The co-op experience is an amazing opportunity and to graduate with a year and a half of experience is an incredible thing that I will always be thankful for. Nursing classes are not easy. Don’t believe it? Just take the time to ask one of the nursing students passing you in the hallways. My understanding of becoming a nursing student was that my classes would be my focus and they would be challenging. After two and a half years here, my classes are hard, but not my entire existence.

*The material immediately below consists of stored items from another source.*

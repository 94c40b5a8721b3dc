use std::collections::HashMap;
use std::time::Duration;

use common::Tagged;
use tracing::debug;

use super::ConnectionError;

/// Lifecycle notifications of the connection itself.
#[derive(Debug, Clone)]
pub enum MetaEvent {
    Connect,
    Error(ConnectionError),
    /// `local` is true when the close was requested through the manager.
    Disconnect { local: bool },
}

#[derive(Debug, Clone, Copy, PartialEq, Eq, Hash)]
pub enum EventKind {
    Connect,
    Error,
    Disconnect,
}

impl MetaEvent {
    pub fn kind(&self) -> EventKind {
        match self {
            MetaEvent::Connect => EventKind::Connect,
            MetaEvent::Error(_) => EventKind::Error,
            MetaEvent::Disconnect { .. } => EventKind::Disconnect,
        }
    }
}

/// Work a handler asks the connection to do once it returns.
///
/// Messages are written in order after the handler finishes; if the
/// connection is not open by then they are dropped like any other send.
#[derive(Debug)]
pub struct Outbox<S> {
    messages: Vec<S>,
    reconnect_after: Option<Duration>,
}

impl<S> Default for Outbox<S> {
    fn default() -> Self {
        Self {
            messages: Vec::new(),
            reconnect_after: None,
        }
    }
}

impl<S> Outbox<S> {
    pub fn new() -> Self {
        Self::default()
    }

    pub fn send(&mut self, message: S) {
        self.messages.push(message);
    }

    /// Ask for a forced reconnect to the last endpoint after `delay`.
    /// A later request replaces an earlier one.
    pub fn schedule_reconnect(&mut self, delay: Duration) {
        self.reconnect_after = Some(delay);
    }

    pub fn messages(&self) -> &[S] {
        &self.messages
    }

    pub fn reconnect_after(&self) -> Option<Duration> {
        self.reconnect_after
    }

    pub fn is_empty(&self) -> bool {
        self.messages.is_empty() && self.reconnect_after.is_none()
    }

    pub(crate) fn into_parts(self) -> (Vec<S>, Option<Duration>) {
        (self.messages, self.reconnect_after)
    }
}

pub type MessageHandler<R, S> = Box<dyn FnMut(R, &mut Outbox<S>) + Send>;
pub type EventHandler<S> = Box<dyn FnMut(&MetaEvent, &mut Outbox<S>) + Send>;

/// One handler per message tag. Registering a tag again replaces the previous handler.
pub struct HandlerTable<R: Tagged, S> {
    handlers: HashMap<R::Tag, MessageHandler<R, S>>,
}

impl<R: Tagged, S> Default for HandlerTable<R, S> {
    fn default() -> Self {
        Self {
            handlers: HashMap::new(),
        }
    }
}

impl<R: Tagged, S> HandlerTable<R, S> {
    pub fn insert(&mut self, tag: R::Tag, handler: MessageHandler<R, S>) {
        if self.handlers.insert(tag, handler).is_some() {
            debug!("Replaced handler for {}", R::tag_key(tag));
        }
    }

    pub fn get_mut(&mut self, tag: R::Tag) -> Option<&mut MessageHandler<R, S>> {
        self.handlers.get_mut(&tag)
    }

    pub fn contains(&self, tag: R::Tag) -> bool {
        self.handlers.contains_key(&tag)
    }
}

/// One handler per meta-event kind, same replace semantics as [`HandlerTable`].
pub struct EventTable<S> {
    handlers: HashMap<EventKind, EventHandler<S>>,
}

impl<S> Default for EventTable<S> {
    fn default() -> Self {
        Self {
            handlers: HashMap::new(),
        }
    }
}

impl<S> EventTable<S> {
    pub fn insert(&mut self, kind: EventKind, handler: EventHandler<S>) {
        if self.handlers.insert(kind, handler).is_some() {
            debug!("Replaced {:?} event handler", kind);
        }
    }

    pub fn emit(&mut self, event: &MetaEvent) -> Outbox<S> {
        let mut outbox = Outbox::new();
        if let Some(handler) = self.handlers.get_mut(&event.kind()) {
            handler(event, &mut outbox);
        }
        outbox
    }
}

Being a nursing student at Drexel has taught me that not only do I have numerous types of nursing opportunities in the hospital but also outside of it. During my freshman year I attended the Drexel University Student Nurses’ Association (DUSNA) general body meeting. It was this meeting that opened my eyes to the seemingly unlimited choices that lie in front of me in my future career as a nurse. Since my freshman year I have had the ability to go to three state conventions, two national annual conventions, a national leadership conference, a national midyear conference, a state leadership workshop, and a state legislation education day. Each of these events showed me another facet of nursing. Each time I left Drexel’s campus, it was off to another place to meet nursing students from all over the United States and from other countries. I have been presented with the chance to network with nurses that were past presidents of the American Nurses Association, Chief Nursing Operators of hospitals, and many more health professionals. I also currently have the amazing privilege of serving as a director on the National Student Nurses’ Association Board of Directors.

So yes, my classes are demanding but nursing is so much more than just our continued education. Nurses need to know every angle and every opportunity out there. Having five years in my program is giving me the chance to experience every type of nursing out there, or at least to hear about it.  Having five years is allowing me to take every chance I can to try something new or different. Having five years is helping me to see a more complete healthcare world before I am in it.

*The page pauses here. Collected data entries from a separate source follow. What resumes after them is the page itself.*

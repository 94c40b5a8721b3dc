use std::path::PathBuf;
use std::sync::Arc;

use anyhow::{Context, Result};
use client::{ApiClient, ClientConfig, GameSession, ReplayRecorder, SessionView, WsConnector};
use common::Stop;
use common::point::Point;
use tokio::io::{AsyncBufReadExt, BufReader};
use tokio::sync::{mpsc, watch};
use tokio::time::{Duration, MissedTickBehavior};
use tracing::{debug, error, info, warn};

use crate::intent::Intent;

const STATUS_INTERVAL: Duration = Duration::from_secs(10);

pub async fn run(config: ClientConfig, team: u32, record: Option<PathBuf>, stdin_positions: bool) -> Result<()> {
    let api = ApiClient::new(config.clone());
    let stops = match api.stops().await {
        Ok(stops) => stops,
        Err(e) => {
            warn!("Failed to load stops, `stop` commands are unavailable: {:#}", e);
            Vec::new()
        }
    };

    let (session, task) = GameSession::spawn(&config, Arc::new(WsConnector))?;
    info!("Joining team {} via {}", team, session.endpoint());
    session.select_team(team);
    session.connect();

    let (position_tx, position_rx) = mpsc::channel::<Point>(16);
    let forwarder = if stdin_positions {
        session.forward_positions(position_rx)
    } else {
        None
    };

    let recorder = match record {
        Some(path) => Some(tokio::spawn(record_states(
            ReplayRecorder::create(&path).with_context(|| format!("Failed to create {}", path.display()))?,
            session.subscribe(),
        ))),
        None => None,
    };
    let status = tokio::spawn(log_status(session.subscribe()));

    let mut lines = BufReader::new(tokio::io::stdin()).lines();
    loop {
        tokio::select! {
            _ = tokio::signal::ctrl_c() => {
                info!("Interrupted");
                break;
            }
            line = lines.next_line() => {
                let Some(line) = line? else {
                    debug!("stdin closed");
                    break;
                };
                if line.trim().is_empty() {
                    continue;
                }
                match line.parse::<Intent>() {
                    Ok(Intent::Quit) => break,
                    Ok(Intent::Position(point)) if stdin_positions && forwarder.is_some() => {
                        let _ = position_tx.send(point).await;
                    }
                    Ok(Intent::Position(_)) => warn!("Position sharing is off"),
                    Ok(intent) => handle_intent(&session, &stops, intent),
                    Err(e) => warn!("{}", e),
                }
            }
        }
    }

    drop(position_tx);
    session.shutdown();
    task.await.context("Session task panicked")?;
    if let Some(forwarder) = forwarder {
        let _ = forwarder.await;
    }
    // the recorder finishes once the last view sender is gone
    drop(session);
    status.abort();
    if let Some(recorder) = recorder {
        match recorder.await? {
            Ok(path) => info!("Recording saved to {}", path.display()),
            Err(e) => error!("Recording failed: {:#}", e),
        }
    }
    Ok(())
}

fn handle_intent(session: &GameSession, stops: &[Stop], intent: Intent) {
    let sent = match intent {
        Intent::SelectTeam(team_id) => session.select_team(team_id),
        Intent::Train(train_id) => match session.click_train(&train_id) {
            Some(action) => {
                info!("{:?}", action);
                true
            }
            None => false,
        },
        Intent::Stop(stop_id) => match stops.iter().find(|stop| stop.id == stop_id) {
            Some(stop) => session.click_stop(stop),
            None => {
                warn!("Unknown stop {}", stop_id);
                return;
            }
        },
        Intent::Disembark => session.disembark(),
        Intent::MrXGadget(gadget) => session.use_mr_x_gadget(gadget),
        Intent::DetectiveGadget(gadget) => session.use_detective_gadget(gadget),
        Intent::Message(text) => session.send_message(text),
        Intent::Status => {
            info!("{}", describe(&session.view()));
            return;
        }
        Intent::Position(_) | Intent::Quit => return,
    };
    if !sent {
        warn!("Not sent, the session is {:?}", session.phase());
    }
}

/// Append every snapshot the session receives to the recording.
async fn record_states(mut recorder: ReplayRecorder, mut views: watch::Receiver<SessionView>) -> Result<PathBuf> {
    let mut last = None;
    while views.changed().await.is_ok() {
        let state = views.borrow_and_update().game_state.clone();
        if let Some(state) = state {
            if last.as_ref() != Some(&state) {
                recorder.record(&state)?;
                last = Some(state);
            }
        }
    }
    info!("Recorded {} game states", recorder.entries());
    recorder.finish()
}

async fn log_status(mut views: watch::Receiver<SessionView>) {
    let mut interval = tokio::time::interval(STATUS_INTERVAL);
    interval.set_missed_tick_behavior(MissedTickBehavior::Delay);
    let mut last = String::new();
    loop {
        tokio::select! {
            _ = interval.tick() => {
                if !last.is_empty() {
                    info!("Status: {}", last);
                }
            }
            changed = views.changed() => {
                if changed.is_err() {
                    break;
                }
                last = describe(&views.borrow_and_update());
            }
        }
    }
}

fn describe(view: &SessionView) -> String {
    let mut status = format!("{:?}", view.phase);
    if let Some(state) = &view.game_state {
        status.push_str(&format!(", {} teams, {} trains", state.teams.len(), state.trains.len()));
    }
    if let Some(train) = &view.embarked_train {
        status.push_str(&format!(", riding {}", train));
    }
    status
}

#[cfg(test)]
mod tests {
    use super::*;
    use client::SessionPhase;
    use common::GameState;

    #[test]
    fn test_describe() {
        let mut view = SessionView::default();
        assert_eq!(describe(&view), "Disconnected");

        view.phase = SessionPhase::Joined { team_id: 2 };
        view.game_state = Some(GameState::default());
        view.embarked_train = Some("L1".to_string());
        assert_eq!(describe(&view), "Joined { team_id: 2 }, 0 teams, 0 trains, riding L1");
    }
}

There are professional organizations that I will join once I graduate, but the ability to make an impact in my field as an undergraduate student is an unforgettable feeling. When people with much higher degrees and years of experience look over at you and ask your thoughts or opinions on a topic, it is the largest compliment in the world. I may be an undergraduate student for five years and that may seem like a long time to some, and I may have been able to accomplish some of this within two or four years, but five years has given me the time to get involved, learn, and experience once-in-a-lifetime events.

My lesson learned in college: Don’t let challenging classes stop you from joining organizations, taking on a job or doing anything you want to do. Especially when there is time to do it!